• **Work order**:
Extract, from the records beneath this instruction, each line that contains the word "Clone".

[Collected data]
================
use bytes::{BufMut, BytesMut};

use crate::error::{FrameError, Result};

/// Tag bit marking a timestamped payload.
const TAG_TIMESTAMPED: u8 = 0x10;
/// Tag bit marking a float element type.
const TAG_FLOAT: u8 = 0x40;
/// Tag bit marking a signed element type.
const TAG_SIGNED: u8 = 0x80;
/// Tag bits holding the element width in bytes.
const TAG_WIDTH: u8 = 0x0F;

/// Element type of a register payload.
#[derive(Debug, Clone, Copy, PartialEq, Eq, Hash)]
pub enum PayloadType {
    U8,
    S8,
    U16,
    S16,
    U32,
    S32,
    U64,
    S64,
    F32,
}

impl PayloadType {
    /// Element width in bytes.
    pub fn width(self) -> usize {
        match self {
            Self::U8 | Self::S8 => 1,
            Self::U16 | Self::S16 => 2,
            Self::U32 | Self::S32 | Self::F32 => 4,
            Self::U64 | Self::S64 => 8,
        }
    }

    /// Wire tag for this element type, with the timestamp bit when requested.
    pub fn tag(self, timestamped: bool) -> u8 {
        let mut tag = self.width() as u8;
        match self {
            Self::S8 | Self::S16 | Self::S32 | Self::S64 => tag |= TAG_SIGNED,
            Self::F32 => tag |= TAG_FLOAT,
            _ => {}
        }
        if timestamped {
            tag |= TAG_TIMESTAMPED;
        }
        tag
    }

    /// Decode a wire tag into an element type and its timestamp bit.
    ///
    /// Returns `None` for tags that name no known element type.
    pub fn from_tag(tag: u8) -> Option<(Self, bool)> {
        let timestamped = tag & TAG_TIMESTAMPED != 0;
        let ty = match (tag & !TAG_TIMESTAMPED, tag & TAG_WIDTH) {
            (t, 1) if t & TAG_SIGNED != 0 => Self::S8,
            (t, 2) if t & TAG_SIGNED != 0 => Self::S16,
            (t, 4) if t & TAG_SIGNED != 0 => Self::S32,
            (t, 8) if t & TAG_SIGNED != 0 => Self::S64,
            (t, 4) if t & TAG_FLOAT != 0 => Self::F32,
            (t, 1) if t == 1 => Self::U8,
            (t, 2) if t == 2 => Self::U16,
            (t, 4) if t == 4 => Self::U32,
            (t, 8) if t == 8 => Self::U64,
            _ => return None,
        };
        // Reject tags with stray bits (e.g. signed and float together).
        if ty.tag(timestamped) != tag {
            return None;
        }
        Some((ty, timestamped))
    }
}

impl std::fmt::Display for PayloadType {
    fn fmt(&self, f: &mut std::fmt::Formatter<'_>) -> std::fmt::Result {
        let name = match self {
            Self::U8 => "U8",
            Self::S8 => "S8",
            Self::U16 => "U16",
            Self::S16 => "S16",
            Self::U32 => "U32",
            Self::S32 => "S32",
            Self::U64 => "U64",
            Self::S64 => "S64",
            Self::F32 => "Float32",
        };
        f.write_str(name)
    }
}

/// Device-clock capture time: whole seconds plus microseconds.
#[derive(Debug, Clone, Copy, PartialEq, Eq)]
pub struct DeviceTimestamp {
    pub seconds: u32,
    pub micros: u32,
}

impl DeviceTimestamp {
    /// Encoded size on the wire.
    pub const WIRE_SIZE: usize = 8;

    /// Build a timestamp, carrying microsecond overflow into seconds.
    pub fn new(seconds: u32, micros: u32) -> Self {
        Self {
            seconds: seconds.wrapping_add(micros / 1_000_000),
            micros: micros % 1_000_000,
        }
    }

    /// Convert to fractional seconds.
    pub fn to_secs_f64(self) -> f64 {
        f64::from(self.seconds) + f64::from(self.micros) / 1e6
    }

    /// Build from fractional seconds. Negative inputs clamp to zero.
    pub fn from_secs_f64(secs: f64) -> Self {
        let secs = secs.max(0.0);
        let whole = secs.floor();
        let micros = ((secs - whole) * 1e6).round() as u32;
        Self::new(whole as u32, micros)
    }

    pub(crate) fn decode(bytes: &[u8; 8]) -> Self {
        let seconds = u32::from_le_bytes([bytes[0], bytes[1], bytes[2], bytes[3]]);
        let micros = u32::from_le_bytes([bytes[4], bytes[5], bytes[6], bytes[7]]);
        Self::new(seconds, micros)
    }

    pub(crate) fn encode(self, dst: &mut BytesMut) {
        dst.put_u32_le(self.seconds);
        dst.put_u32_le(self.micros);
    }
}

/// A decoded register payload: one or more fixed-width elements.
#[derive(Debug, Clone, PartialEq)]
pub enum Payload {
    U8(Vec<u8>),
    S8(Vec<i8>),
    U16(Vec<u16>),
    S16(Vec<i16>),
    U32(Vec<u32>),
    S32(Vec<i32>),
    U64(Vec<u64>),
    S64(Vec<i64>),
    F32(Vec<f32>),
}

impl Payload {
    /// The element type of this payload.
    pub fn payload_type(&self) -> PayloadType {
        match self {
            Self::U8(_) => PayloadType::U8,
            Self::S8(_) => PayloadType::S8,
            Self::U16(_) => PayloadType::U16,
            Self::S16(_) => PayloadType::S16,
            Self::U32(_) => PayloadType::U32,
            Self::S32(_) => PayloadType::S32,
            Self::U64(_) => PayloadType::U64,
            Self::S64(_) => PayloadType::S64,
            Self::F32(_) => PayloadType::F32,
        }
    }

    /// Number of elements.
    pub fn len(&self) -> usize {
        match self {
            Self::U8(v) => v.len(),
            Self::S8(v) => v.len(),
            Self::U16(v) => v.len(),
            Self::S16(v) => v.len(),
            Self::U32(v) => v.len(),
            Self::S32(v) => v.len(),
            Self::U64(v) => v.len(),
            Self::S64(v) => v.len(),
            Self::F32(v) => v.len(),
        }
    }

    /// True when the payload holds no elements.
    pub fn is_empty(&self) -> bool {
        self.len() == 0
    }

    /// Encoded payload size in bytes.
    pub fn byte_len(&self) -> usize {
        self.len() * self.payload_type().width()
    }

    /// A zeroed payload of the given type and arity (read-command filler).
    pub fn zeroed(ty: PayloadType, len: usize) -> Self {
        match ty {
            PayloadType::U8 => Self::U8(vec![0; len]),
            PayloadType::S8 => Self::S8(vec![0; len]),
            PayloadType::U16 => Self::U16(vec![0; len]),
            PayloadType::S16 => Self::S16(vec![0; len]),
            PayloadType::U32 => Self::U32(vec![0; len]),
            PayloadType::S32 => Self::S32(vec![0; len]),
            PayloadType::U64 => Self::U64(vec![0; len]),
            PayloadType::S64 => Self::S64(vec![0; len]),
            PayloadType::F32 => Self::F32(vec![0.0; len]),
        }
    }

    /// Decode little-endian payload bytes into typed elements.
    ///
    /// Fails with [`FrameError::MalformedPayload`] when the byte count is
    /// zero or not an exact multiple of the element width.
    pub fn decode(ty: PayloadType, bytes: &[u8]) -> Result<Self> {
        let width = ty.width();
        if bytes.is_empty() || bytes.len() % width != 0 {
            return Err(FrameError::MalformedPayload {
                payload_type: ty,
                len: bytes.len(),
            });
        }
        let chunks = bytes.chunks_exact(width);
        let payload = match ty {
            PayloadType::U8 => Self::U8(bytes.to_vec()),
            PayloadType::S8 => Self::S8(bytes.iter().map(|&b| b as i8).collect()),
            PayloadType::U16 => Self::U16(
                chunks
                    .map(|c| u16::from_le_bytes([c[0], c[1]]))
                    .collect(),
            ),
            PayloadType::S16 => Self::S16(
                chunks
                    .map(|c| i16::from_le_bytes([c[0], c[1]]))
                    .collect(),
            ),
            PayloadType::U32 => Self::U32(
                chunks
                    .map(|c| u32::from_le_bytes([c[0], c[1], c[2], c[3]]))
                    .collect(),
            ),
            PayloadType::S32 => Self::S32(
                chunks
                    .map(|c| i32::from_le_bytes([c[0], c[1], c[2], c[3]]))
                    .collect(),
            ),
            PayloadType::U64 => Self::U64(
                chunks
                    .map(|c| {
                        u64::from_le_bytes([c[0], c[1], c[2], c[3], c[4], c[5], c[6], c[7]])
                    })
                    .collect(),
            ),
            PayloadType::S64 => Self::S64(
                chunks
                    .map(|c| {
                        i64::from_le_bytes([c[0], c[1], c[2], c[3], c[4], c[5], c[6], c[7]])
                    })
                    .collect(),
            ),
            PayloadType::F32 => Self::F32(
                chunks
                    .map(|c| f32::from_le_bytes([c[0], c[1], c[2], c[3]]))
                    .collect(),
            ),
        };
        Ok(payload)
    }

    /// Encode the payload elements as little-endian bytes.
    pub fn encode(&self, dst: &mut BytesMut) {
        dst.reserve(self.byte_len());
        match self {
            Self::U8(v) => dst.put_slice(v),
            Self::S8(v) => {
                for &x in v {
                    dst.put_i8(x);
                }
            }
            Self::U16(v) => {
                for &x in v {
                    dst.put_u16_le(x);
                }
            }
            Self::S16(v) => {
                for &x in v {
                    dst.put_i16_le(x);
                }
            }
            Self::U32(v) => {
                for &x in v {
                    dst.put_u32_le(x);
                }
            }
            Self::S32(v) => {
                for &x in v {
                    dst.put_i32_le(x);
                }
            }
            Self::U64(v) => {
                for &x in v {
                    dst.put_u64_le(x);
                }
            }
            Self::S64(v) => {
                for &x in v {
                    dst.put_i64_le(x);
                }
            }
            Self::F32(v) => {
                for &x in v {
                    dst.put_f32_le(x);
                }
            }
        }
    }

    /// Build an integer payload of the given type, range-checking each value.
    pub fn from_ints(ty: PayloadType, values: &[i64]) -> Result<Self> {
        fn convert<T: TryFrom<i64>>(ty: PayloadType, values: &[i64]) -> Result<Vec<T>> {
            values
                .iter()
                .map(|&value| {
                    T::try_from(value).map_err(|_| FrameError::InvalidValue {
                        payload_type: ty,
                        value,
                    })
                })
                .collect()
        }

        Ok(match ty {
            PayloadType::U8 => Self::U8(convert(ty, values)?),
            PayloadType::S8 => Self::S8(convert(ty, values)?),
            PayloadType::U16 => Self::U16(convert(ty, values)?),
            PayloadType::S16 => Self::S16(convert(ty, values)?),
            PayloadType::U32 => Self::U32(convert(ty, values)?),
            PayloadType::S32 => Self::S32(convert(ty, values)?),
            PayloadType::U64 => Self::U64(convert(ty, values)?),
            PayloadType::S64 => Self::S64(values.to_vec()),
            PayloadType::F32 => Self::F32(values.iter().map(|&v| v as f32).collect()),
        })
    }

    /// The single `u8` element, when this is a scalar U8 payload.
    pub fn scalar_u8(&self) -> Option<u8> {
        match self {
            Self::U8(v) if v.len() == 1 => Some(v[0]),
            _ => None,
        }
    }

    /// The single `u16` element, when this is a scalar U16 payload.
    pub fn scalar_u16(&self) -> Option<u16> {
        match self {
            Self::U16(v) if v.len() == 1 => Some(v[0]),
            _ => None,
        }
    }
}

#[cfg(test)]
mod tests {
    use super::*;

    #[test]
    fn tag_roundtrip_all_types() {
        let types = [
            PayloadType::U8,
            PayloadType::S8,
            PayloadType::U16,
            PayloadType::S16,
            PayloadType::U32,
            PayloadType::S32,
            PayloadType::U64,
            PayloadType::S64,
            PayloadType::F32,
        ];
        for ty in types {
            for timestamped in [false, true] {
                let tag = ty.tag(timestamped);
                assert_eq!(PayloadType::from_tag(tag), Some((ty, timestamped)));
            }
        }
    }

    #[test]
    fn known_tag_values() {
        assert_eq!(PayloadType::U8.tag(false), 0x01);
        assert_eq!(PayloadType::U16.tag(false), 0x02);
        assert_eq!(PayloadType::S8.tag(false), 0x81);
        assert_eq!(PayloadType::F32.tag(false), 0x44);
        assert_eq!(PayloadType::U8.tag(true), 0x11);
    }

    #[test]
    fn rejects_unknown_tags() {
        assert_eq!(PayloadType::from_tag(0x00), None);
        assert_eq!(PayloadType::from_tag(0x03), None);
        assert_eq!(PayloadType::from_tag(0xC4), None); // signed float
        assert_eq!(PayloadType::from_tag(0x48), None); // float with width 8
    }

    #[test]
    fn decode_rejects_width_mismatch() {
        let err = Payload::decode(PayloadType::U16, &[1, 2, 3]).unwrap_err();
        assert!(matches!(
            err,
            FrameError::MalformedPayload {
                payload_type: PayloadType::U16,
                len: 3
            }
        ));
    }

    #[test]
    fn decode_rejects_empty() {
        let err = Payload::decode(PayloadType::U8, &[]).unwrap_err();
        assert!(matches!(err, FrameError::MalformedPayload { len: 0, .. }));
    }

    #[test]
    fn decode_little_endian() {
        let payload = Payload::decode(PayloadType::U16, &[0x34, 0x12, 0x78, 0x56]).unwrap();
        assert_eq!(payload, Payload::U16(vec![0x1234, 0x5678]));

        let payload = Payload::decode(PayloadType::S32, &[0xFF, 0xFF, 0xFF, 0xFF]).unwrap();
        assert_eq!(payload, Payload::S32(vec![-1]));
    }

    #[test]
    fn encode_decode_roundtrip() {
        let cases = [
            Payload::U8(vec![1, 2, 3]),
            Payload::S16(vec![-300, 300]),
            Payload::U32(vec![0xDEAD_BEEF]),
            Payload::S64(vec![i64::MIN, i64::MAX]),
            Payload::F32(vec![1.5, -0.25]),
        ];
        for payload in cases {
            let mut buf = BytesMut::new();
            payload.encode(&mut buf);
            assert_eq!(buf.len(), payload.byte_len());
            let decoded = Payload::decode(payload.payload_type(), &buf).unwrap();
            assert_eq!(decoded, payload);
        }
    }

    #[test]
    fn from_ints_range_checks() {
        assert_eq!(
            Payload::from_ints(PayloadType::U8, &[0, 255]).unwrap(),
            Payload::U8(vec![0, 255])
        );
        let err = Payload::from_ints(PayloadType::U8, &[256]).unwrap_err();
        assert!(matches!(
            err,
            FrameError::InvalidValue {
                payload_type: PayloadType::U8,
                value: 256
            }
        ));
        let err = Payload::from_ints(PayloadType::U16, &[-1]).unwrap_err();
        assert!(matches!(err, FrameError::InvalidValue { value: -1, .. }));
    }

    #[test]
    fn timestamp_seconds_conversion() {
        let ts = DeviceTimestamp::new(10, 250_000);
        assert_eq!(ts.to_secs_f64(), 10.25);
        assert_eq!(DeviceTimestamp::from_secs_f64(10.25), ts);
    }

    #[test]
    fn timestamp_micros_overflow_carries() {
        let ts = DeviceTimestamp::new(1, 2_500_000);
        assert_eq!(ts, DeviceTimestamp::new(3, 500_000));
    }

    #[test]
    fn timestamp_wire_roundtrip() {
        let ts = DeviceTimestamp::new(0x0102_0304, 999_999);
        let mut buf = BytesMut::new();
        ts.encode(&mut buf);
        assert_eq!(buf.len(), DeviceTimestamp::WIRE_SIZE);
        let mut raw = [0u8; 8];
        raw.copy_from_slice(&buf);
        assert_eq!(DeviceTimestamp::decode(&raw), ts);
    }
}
================
• **Output of the task**:
#[derive(Debug, Clone, Copy, PartialEq, Eq, Hash)]
#[derive(Debug, Clone, Copy, PartialEq, Eq)]
#[derive(Debug, Clone, PartialEq)]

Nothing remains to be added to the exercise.